> [Aim of the exercise] Below are records. Find each line in them that holds the word "Path" and copy it.

Stored items
== Segment start ==

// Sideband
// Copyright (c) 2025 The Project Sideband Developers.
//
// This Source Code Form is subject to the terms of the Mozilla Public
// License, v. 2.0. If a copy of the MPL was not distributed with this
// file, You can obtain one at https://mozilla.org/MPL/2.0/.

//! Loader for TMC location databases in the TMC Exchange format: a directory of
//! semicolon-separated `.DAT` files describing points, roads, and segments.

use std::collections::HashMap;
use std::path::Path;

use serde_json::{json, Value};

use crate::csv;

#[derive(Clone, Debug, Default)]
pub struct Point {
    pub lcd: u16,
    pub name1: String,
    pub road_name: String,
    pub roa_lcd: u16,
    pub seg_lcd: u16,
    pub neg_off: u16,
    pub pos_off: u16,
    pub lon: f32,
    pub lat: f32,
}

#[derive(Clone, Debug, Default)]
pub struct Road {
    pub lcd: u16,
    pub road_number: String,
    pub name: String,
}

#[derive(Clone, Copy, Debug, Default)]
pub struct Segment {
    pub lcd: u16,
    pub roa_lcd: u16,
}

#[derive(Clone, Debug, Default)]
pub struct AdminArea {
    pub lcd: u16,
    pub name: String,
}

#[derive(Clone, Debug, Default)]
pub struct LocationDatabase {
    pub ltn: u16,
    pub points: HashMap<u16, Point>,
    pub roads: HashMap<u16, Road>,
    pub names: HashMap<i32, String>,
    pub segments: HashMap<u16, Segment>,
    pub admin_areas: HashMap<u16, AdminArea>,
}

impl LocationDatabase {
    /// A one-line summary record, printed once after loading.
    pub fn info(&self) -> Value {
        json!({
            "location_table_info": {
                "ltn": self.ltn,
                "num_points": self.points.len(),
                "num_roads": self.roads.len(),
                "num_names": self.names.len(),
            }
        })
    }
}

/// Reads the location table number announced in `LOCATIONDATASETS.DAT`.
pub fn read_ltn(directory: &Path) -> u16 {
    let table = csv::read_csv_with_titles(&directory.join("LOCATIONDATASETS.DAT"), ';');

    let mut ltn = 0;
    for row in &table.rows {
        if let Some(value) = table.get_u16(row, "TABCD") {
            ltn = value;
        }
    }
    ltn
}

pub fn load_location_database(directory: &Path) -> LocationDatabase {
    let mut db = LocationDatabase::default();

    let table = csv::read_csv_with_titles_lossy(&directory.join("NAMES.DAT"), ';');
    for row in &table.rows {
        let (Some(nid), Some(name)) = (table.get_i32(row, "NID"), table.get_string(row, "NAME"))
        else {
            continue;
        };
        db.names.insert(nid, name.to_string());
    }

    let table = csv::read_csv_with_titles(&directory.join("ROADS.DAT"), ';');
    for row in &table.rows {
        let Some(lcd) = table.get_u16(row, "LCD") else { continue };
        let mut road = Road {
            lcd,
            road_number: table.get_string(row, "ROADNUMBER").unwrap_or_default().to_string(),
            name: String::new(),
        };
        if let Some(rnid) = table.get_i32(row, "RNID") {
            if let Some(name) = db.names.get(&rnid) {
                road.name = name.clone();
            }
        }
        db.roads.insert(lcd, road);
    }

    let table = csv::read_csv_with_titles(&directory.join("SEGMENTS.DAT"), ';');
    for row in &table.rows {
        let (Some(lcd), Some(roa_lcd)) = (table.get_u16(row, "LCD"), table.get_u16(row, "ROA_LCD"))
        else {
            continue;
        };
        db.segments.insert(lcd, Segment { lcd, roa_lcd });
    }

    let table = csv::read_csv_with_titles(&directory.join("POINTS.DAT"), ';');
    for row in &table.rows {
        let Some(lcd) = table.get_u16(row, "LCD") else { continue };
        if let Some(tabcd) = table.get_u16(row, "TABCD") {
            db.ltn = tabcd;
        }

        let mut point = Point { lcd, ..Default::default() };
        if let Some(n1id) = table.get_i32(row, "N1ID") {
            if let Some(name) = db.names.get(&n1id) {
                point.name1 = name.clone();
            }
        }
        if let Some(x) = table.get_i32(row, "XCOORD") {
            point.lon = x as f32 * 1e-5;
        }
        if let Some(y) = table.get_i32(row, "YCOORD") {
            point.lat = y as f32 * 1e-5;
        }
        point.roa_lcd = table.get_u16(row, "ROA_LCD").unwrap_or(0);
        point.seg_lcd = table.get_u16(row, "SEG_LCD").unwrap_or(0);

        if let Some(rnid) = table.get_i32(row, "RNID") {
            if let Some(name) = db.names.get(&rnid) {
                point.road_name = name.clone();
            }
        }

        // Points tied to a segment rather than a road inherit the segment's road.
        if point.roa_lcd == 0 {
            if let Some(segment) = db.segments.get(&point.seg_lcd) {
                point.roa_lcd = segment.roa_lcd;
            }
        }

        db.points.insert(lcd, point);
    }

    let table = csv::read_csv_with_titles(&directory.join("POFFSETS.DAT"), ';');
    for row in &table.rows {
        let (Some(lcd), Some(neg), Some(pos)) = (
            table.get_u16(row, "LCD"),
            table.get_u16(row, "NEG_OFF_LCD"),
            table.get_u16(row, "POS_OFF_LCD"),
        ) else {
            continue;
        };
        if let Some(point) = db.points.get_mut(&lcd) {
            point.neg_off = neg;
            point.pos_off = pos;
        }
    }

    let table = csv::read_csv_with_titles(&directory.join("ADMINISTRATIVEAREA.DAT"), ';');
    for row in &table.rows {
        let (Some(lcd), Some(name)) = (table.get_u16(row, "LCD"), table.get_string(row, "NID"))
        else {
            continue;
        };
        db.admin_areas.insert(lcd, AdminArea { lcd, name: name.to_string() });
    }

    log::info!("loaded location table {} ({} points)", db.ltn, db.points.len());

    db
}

== Segment end ==

> [Response area]
use std::path::Path;
pub fn read_ltn(directory: &Path) -> u16 {
pub fn load_location_database(directory: &Path) -> LocationDatabase {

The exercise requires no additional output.